Ma l’onda è potenza e forma in continua evoluzione, sotto la sua cresta che dà spettacolo in superficie, nasconde energie profonde che riportano alla memoria storica dell’eterna ricerca di un equilibrio tra vissuto interiore e ambiente esterno; quanta vita è passata tra pratiche ed esperienze diverse per  ogni cultura, che hanno attraversato civiltà e latitudini, a partire dalle antichissime tradizioni termali della cultura occidentali passando per le discipline e le pratiche nate in oriente  fino alle seducenti visioni delle correnti new-age.

E oggi? Oggi che il tempo della Vita si allunga, la Vita sembra non lasciare spazio al tempo per Sé. 

E più l’ambiente esterno a noi si arricchisce di stimoli, azioni, mediazioni che concorrono ad una vita complessa, più cresce il potere della tecnologia, più la Vita diventa una rappresentazione di Sè, configurata com’ è intorno a beni materiali e a infinite connessioni e rappresentazioni. 

Per questo in virtù del riaffermarsi di un nuovo Umanesimo che richiama l’umanità ad osare – “Non abbiate paura!” diceva Giovanni Paolo II – , vogliamo scommettere  sulla naturale vocazione di un individuo ad “essere Umano”, valorizzando la singolarità dell’esperienza interiore e dell’esperienza sociale.

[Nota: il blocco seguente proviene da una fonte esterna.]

//! Pluggable board evaluation.
//!
//! Scores are white-relative: positive favours white. A checkmated side
//! scores as an infinite loss regardless of material.

use std::collections::VecDeque;

use crate::game_state::chess_rules::promotion_rank;
use crate::game_state::chess_types::*;
use crate::game_state::position::Position;
use crate::move_generation::legal_move_checks::is_check;
use crate::move_generation::legal_move_generator::has_any_legal_move;

pub const PAWN_BONUS_WEIGHT: f64 = 0.05;

pub trait BoardScorer: Send + Sync {
    /// Score from white's perspective.
    fn score(&self, position: &Position) -> f64;
}

/// Material plus the pawn promotion bonus.
#[derive(Debug, Clone, Copy, Default)]
pub struct StandardScorer;

impl BoardScorer for StandardScorer {
    fn score(&self, position: &Position) -> f64 {
        if let Some(mate) = mate_score(position) {
            return mate;
        }
        position
            .pieces()
            .map(|piece| {
                let mut value = piece.kind.value();
                if piece.kind == PieceKind::Pawn {
                    value += pawn_bonus(position, &piece);
                }
                signed(piece.color, value)
            })
            .sum()
    }
}

/// Material only.
#[derive(Debug, Clone, Copy, Default)]
pub struct MaterialScorer;

impl BoardScorer for MaterialScorer {
    fn score(&self, position: &Position) -> f64 {
        if let Some(mate) = mate_score(position) {
            return mate;
        }
        position
            .pieces()
            .map(|piece| signed(piece.color, piece.kind.value()))
            .sum()
    }
}

/// Evaluate with the default scorer.
#[inline]
pub fn evaluate(position: &Position) -> f64 {
    StandardScorer.score(position)
}

#[inline]
fn signed(color: Color, value: f64) -> f64 {
    match color {
        Color::Light => value,
        Color::Dark => -value,
    }
}

fn mate_score(position: &Position) -> Option<f64> {
    for (color, score) in [
        (Color::Light, f64::NEG_INFINITY),
        (Color::Dark, f64::INFINITY),
    ] {
        if is_check(position, color) {
            let mut scratch = position.clone();
            if !has_any_legal_move(&mut scratch, color) {
                return Some(score);
            }
        }
    }
    None
}

/// `0.05 * ln(max(9 - d, 1))` where `d` is the promotion distance.
fn pawn_bonus(position: &Position, pawn: &Piece) -> f64 {
    match pawn_promotion_distance(position, pawn) {
        Some(distance) => {
            let reach = (9 - i32::from(distance)).max(1);
            PAWN_BONUS_WEIGHT * f64::from(reach).ln()
        }
        None => 0.0,
    }
}

/// Fewest pawn steps to the promotion rank, stepping forward onto empty
/// squares or diagonally onto enemy pieces. `None` when no such path exists.
pub fn pawn_promotion_distance(position: &Position, pawn: &Piece) -> Option<u8> {
    let target_rank = promotion_rank(pawn.color);
    let forward = pawn.color.pawn_direction();

    let mut seen = [false; 64];
    let mut queue = VecDeque::new();
    seen[pawn.square.index()] = true;
    queue.push_back((pawn.square, 0u8));

    while let Some((square, cost)) = queue.pop_front() {
        if square.rank() == target_rank {
            return Some(cost);
        }

        let mut visit = |next: Square| {
            if !seen[next.index()] {
                seen[next.index()] = true;
                queue.push_back((next, cost + 1));
            }
        };

        if let Some(ahead) = square.offset(0, forward) {
            if position.is_empty(ahead) {
                visit(ahead);
            }
        }
        for d_file in [-1, 1] {
            if let Some(diagonal) = square.offset(d_file, forward) {
                if matches!(position.piece_at(diagonal), Some(p) if p.color != pawn.color) {
                    visit(diagonal);
                }
            }
        }
    }

    None
}

#[cfg(test)]
mod tests {
    use super::{evaluate, pawn_promotion_distance, BoardScorer, MaterialScorer, StandardScorer};
    use crate::game_state::position::Position;
    use crate::utils::algebraic::algebraic_to_square as sq;
    use crate::utils::fen_parser::parse_fen;

    fn position(fen: &str) -> Position {
        parse_fen(fen).expect("valid fen").0
    }

    #[test]
    fn starting_position_is_balanced() {
        let position = Position::starting();
        assert!(evaluate(&position).abs() < 1e-9);
        assert!(MaterialScorer.score(&position).abs() < 1e-9);
    }

    #[test]
    fn extra_queen_dominates_score() {
        let position = position("4k3/8/8/8/8/8/8/3QK3 w - - 0 1");
        assert!((MaterialScorer.score(&position) - 9.0).abs() < 1e-9);
    }

    #[test]
    fn promotion_distance_follows_open_and_capturing_paths() {
        let open = position("4k3/8/8/8/8/8/P7/4K3 w - - 0 1");
        let pawn = open.piece_at(sq("a2").unwrap()).unwrap();
        assert_eq!(pawn_promotion_distance(&open, &pawn), Some(6));

        let blocked = position("4k3/8/8/8/8/p7/P7/4K3 w - - 0 1");
        let pawn = blocked.piece_at(sq("a2").unwrap()).unwrap();
        assert_eq!(pawn_promotion_distance(&blocked, &pawn), None);

        let detour = position("4k3/8/8/8/8/pp6/P7/4K3 w - - 0 1");
        let pawn = detour.piece_at(sq("a2").unwrap()).unwrap();
        assert_eq!(pawn_promotion_distance(&detour, &pawn), Some(6));
    }

    #[test]
    fn advanced_pawn_earns_more_than_home_pawn() {
        let advanced = position("4k3/P7/8/8/8/8/8/4K3 w - - 0 1");
        let home = position("4k3/8/8/8/8/8/P7/4K3 w - - 0 1");
        let advanced_score = StandardScorer.score(&advanced);
        let home_score = StandardScorer.score(&home);
        assert!(advanced_score > home_score);
        assert!((advanced_score - (1.0 + 0.05 * 8f64.ln())).abs() < 1e-9);
    }

    #[test]
    fn checkmate_overrides_material() {
        let white_mated = position("rnb1kbnr/pppp1ppp/8/4p3/6Pq/5P2/PPPPP2P/RNBQKBNR w KQkq - 1 3");
        assert_eq!(evaluate(&white_mated), f64::NEG_INFINITY);

        let black_mated = position("3R2k1/5ppp/8/8/8/8/8/6K1 b - - 0 1");
        assert_eq!(evaluate(&black_mated), f64::INFINITY);
        assert_eq!(MaterialScorer.score(&black_mated), f64::INFINITY);
    }
}
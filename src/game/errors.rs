//! Errors returned by rejected controller operations.

use thiserror::Error;

use crate::engines::engine_trait::EngineError;
use crate::game_state::chess_types::Square;

/// Rejected controller operations. Every rejection leaves the game unchanged.
#[derive(Debug, Error, Clone, PartialEq, Eq)]
pub enum GameError {
    #[error("illegal move {from}{to}")]
    IllegalMove { from: Square, to: Square },
    #[error("no piece of the side to move is selected")]
    NoPieceSelected,
    #[error("nothing to undo")]
    NothingToUndo,
    #[error("nothing to redo")]
    NothingToRedo,
    #[error("the game is over")]
    GameOver,
    #[error("a computer search is already running")]
    SearchInFlight,
    #[error("no computer search is pending")]
    NoSearchPending,
    #[error("the side to move is not a computer player")]
    NotComputerTurn,
    #[error(transparent)]
    Engine(#[from] EngineError),
}
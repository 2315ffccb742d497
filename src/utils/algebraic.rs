//! Square conversions for algebraic coordinates such as `e4`.

use crate::game_state::chess_types::Square;

/// Convert algebraic notation (for example: "e4") to a square.
#[inline]
pub fn algebraic_to_square(square: &str) -> Result<Square, String> {
    let bytes = square.as_bytes();
    if bytes.len() != 2 {
        return Err(format!("Invalid algebraic square: {square}"));
    }

    let file = bytes[0];
    let rank = bytes[1];

    if !(b'a'..=b'h').contains(&file) {
        return Err(format!("Invalid algebraic file: {}", file as char));
    }
    if !(b'1'..=b'8').contains(&rank) {
        return Err(format!("Invalid algebraic rank: {}", rank as char));
    }

    Square::new((file - b'a') as i8, (rank - b'1') as i8)
        .ok_or_else(|| format!("Invalid algebraic square: {square}"))
}

#[inline]
pub fn square_to_algebraic(square: Square) -> String {
    square.to_string()
}

/// Parse a coordinate move such as `e2e4` into its two squares.
pub fn parse_coordinate_move(text: &str) -> Result<(Square, Square), String> {
    let text = text.trim();
    if text.len() != 4 || !text.is_ascii() {
        return Err(format!("Invalid coordinate move: {text}"));
    }
    Ok((algebraic_to_square(&text[..2])?, algebraic_to_square(&text[2..])?))
}
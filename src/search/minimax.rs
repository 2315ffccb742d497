//! Alpha-beta minimax over cloned positions.
//!
//! White maximises and black minimises. Every node checks the deadline and
//! returns `None` once it has passed, which unwinds the whole search so the
//! caller can discard the interrupted depth.

use std::time::Instant;

use crate::game_state::chess_types::*;
use crate::game_state::position::Position;
use crate::move_generation::legal_move_apply::play_move;
use crate::move_generation::legal_move_generator::{all_legal_moves, CandidateMove};
use crate::search::board_scoring::BoardScorer;
use crate::search::move_ordering::order_moves;
use crate::search::position_hash::hash_position;
use crate::search::transposition_table::{Bound, TTEntry, TranspositionTable};

pub struct AlphaBeta<'a, S: BoardScorer> {
    scorer: &'a S,
    tt: &'a mut TranspositionTable,
    deadline: Option<Instant>,
    nodes: u64,
}

impl<'a, S: BoardScorer> AlphaBeta<'a, S> {
    pub fn new(scorer: &'a S, tt: &'a mut TranspositionTable, deadline: Option<Instant>) -> Self {
        Self {
            scorer,
            tt,
            deadline,
            nodes: 0,
        }
    }

    #[inline]
    pub fn nodes(&self) -> u64 {
        self.nodes
    }

    #[inline]
    fn out_of_time(&self) -> bool {
        self.deadline.is_some_and(|deadline| Instant::now() >= deadline)
    }

    /// Best root move and its score at `depth`. The first move in search
    /// order is kept unless a later one scores strictly better. `None` on
    /// timeout; `Some((None, eval))` when the side has no legal move.
    pub fn search_root(
        &mut self,
        position: &Position,
        side: Color,
        depth: u8,
    ) -> Option<(Option<CandidateMove>, f64)> {
        self.nodes += 1;
        if self.out_of_time() {
            return None;
        }

        let key = hash_position(position, side);
        let mut scratch = position.clone();
        let mut moves = all_legal_moves(&mut scratch, side);
        if moves.is_empty() || depth == 0 {
            return Some((None, self.scorer.score(position)));
        }
        order_moves(position, &mut moves, self.tt.lookup(key).and_then(|e| e.best_move));

        let maximizing = side == Color::Light;
        let mut alpha = f64::NEG_INFINITY;
        let mut beta = f64::INFINITY;
        let mut best: Option<(CandidateMove, f64)> = None;

        for mv in moves {
            let score = self.child_score(position, side, mv, depth, alpha, beta)?;
            let improves = match best {
                None => true,
                Some((_, best_score)) if maximizing => score > best_score,
                Some((_, best_score)) => score < best_score,
            };
            if improves {
                best = Some((mv, score));
            }
            if maximizing {
                alpha = alpha.max(score);
            } else {
                beta = beta.min(score);
            }
        }

        let (best_move, best_score) = best?;
        self.tt.store(TTEntry {
            key,
            depth,
            score: best_score,
            bound: Bound::Exact,
            best_move: Some(best_move),
        });
        Some((Some(best_move), best_score))
    }

    pub fn alpha_beta(
        &mut self,
        position: &Position,
        side: Color,
        depth: u8,
        mut alpha: f64,
        mut beta: f64,
    ) -> Option<f64> {
        self.nodes += 1;
        if self.out_of_time() {
            return None;
        }
        if depth == 0 {
            return Some(self.scorer.score(position));
        }

        let key = hash_position(position, side);
        if let Some(score) = self.tt.probe(key, depth, alpha, beta) {
            return Some(score);
        }

        let mut scratch = position.clone();
        let mut moves = all_legal_moves(&mut scratch, side);
        if moves.is_empty() {
            return Some(self.scorer.score(position));
        }
        order_moves(position, &mut moves, self.tt.lookup(key).and_then(|e| e.best_move));

        let (alpha_in, beta_in) = (alpha, beta);
        let maximizing = side == Color::Light;
        let mut best_score = if maximizing { f64::NEG_INFINITY } else { f64::INFINITY };
        let mut best_move = None;

        for mv in moves {
            let score = self.child_score(position, side, mv, depth, alpha, beta)?;
            if maximizing {
                if best_move.is_none() || score > best_score {
                    best_score = score;
                    best_move = Some(mv);
                }
                alpha = alpha.max(score);
            } else {
                if best_move.is_none() || score < best_score {
                    best_score = score;
                    best_move = Some(mv);
                }
                beta = beta.min(score);
            }
            if beta <= alpha {
                break;
            }
        }

        let bound = if best_score <= alpha_in {
            Bound::Upper
        } else if best_score >= beta_in {
            Bound::Lower
        } else {
            Bound::Exact
        };
        self.tt.store(TTEntry {
            key,
            depth,
            score: best_score,
            bound,
            best_move,
        });

        Some(best_score)
    }

    fn child_score(
        &mut self,
        position: &Position,
        side: Color,
        mv: CandidateMove,
        depth: u8,
        alpha: f64,
        beta: f64,
    ) -> Option<f64> {
        let mut child = position.clone();
        play_move(&mut child, mv.from, mv.to)?;
        self.alpha_beta(&child, side.opposite(), depth - 1, alpha, beta)
    }
}

/// Unpruned, uncached minimax used as the reference for alpha-beta.
pub fn exhaustive_minimax<S: BoardScorer>(scorer: &S, position: &Position, side: Color, depth: u8) -> f64 {
    if depth == 0 {
        return scorer.score(position);
    }

    let mut scratch = position.clone();
    let moves = all_legal_moves(&mut scratch, side);
    if moves.is_empty() {
        return scorer.score(position);
    }

    let scores = moves.into_iter().filter_map(|mv| {
        let mut child = position.clone();
        play_move(&mut child, mv.from, mv.to)?;
        Some(exhaustive_minimax(scorer, &child, side.opposite(), depth - 1))
    });

    if side == Color::Light {
        scores.fold(f64::NEG_INFINITY, f64::max)
    } else {
        scores.fold(f64::INFINITY, f64::min)
    }
}
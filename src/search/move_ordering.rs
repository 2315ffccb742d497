//! Capture-first move ordering for alpha-beta.

use crate::game_state::chess_types::*;
use crate::game_state::position::Position;
use crate::move_generation::legal_move_generator::CandidateMove;

/// `victim - attacker` for captures, `0` for quiet moves. An en-passant
/// capture scores as pawn takes pawn.
pub fn capture_order_score(position: &Position, mv: CandidateMove) -> f64 {
    let Some(attacker) = position.piece_at(mv.from) else {
        return 0.0;
    };

    if let Some(victim) = position.piece_at(mv.to) {
        return victim.kind.value() - attacker.kind.value();
    }

    let en_passant = attacker.kind == PieceKind::Pawn
        && mv.from.file() != mv.to.file()
        && position.en_passant_target() == Some(mv.to);
    if en_passant {
        return PieceKind::Pawn.value() - PieceKind::Pawn.value();
    }

    0.0
}

/// Stable descending sort on [`capture_order_score`], with an optional
/// cached best move pulled to the front.
pub fn order_moves(position: &Position, moves: &mut [CandidateMove], hash_move: Option<CandidateMove>) {
    moves.sort_by(|a, b| {
        let a_hash = Some(*a) == hash_move;
        let b_hash = Some(*b) == hash_move;
        b_hash.cmp(&a_hash).then_with(|| {
            capture_order_score(position, *b).total_cmp(&capture_order_score(position, *a))
        })
    });
}

#[cfg(test)]
mod tests {
    use super::{capture_order_score, order_moves};
    use crate::move_generation::legal_move_generator::CandidateMove;
    use crate::utils::algebraic::algebraic_to_square as sq;
    use crate::utils::fen_parser::parse_fen;

    fn mv(from: &str, to: &str) -> CandidateMove {
        CandidateMove {
            from: sq(from).unwrap(),
            to: sq(to).unwrap(),
        }
    }

    #[test]
    fn captures_sort_by_victim_minus_attacker_and_quiet_moves_keep_order() {
        let (position, _) = parse_fen("4k3/8/8/3q1r2/4P3/8/8/Q3K3 w - - 0 1").expect("valid fen");
        let mut moves = vec![
            mv("e1", "e2"),
            mv("a1", "d4"),
            mv("e4", "f5"),
            mv("e1", "d1"),
            mv("e4", "d5"),
        ];
        order_moves(&position, &mut moves, None);
        assert_eq!(
            moves,
            vec![
                mv("e4", "d5"),
                mv("e4", "f5"),
                mv("e1", "e2"),
                mv("a1", "d4"),
                mv("e1", "d1"),
            ]
        );
    }

    #[test]
    fn en_passant_scores_as_pawn_takes_pawn() {
        let (position, _) = parse_fen("4k3/8/8/3pP3/8/8/8/4K3 w - d6 0 1").expect("valid fen");
        assert_eq!(capture_order_score(&position, mv("e5", "d6")), 0.0);
    }

    #[test]
    fn hash_move_is_searched_first() {
        let position = crate::game_state::position::Position::starting();
        let mut moves = vec![mv("e2", "e4"), mv("g1", "f3"), mv("d2", "d4")];
        order_moves(&position, &mut moves, Some(mv("d2", "d4")));
        assert_eq!(moves[0], mv("d2", "d4"));
        assert_eq!(moves[1], mv("e2", "e4"));
    }
}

Non basta ritrovare corpo e anima – noi non siamo angeli ma abbiamo un corpo” scriveva  nel secolo XVI, santa Teresa d’Avila, inaugurando l’età barocca –  vogliamo anche riappropriarci della dimensione spaziale e temporale, della nostra storia e dei nostri luoghi, per incanalare la potenza delle reti e delle applicazioni informatiche verso il “bene comune”; siamo àncorati all’eredità del passato perché in esso possiamo formulare identità e innovazione, definire argini sicuri in cui navigare e di conseguenza orientare la bussola verso un futuro di sostenibilità. La storia dimenticata non appartiene al passato: antichi scritti e tradizioni  abitano il nostro presente. E poiché non basta interpretare e rileggere pratiche, miti  e tradizioni proviamo a riscriverli, ripensarli, riviverli: dentro i linguaggi e gli ambienti della modernità, costruendo complicità e creando contaminazioni tra mondi diversi perché una necessaria rivoluzione antropologica passa – come diceva San Francesco –  non  «tanto dall’ essere compreso, ma dal comprendere», «non tanto dall’ essere amati, ma dall’amare».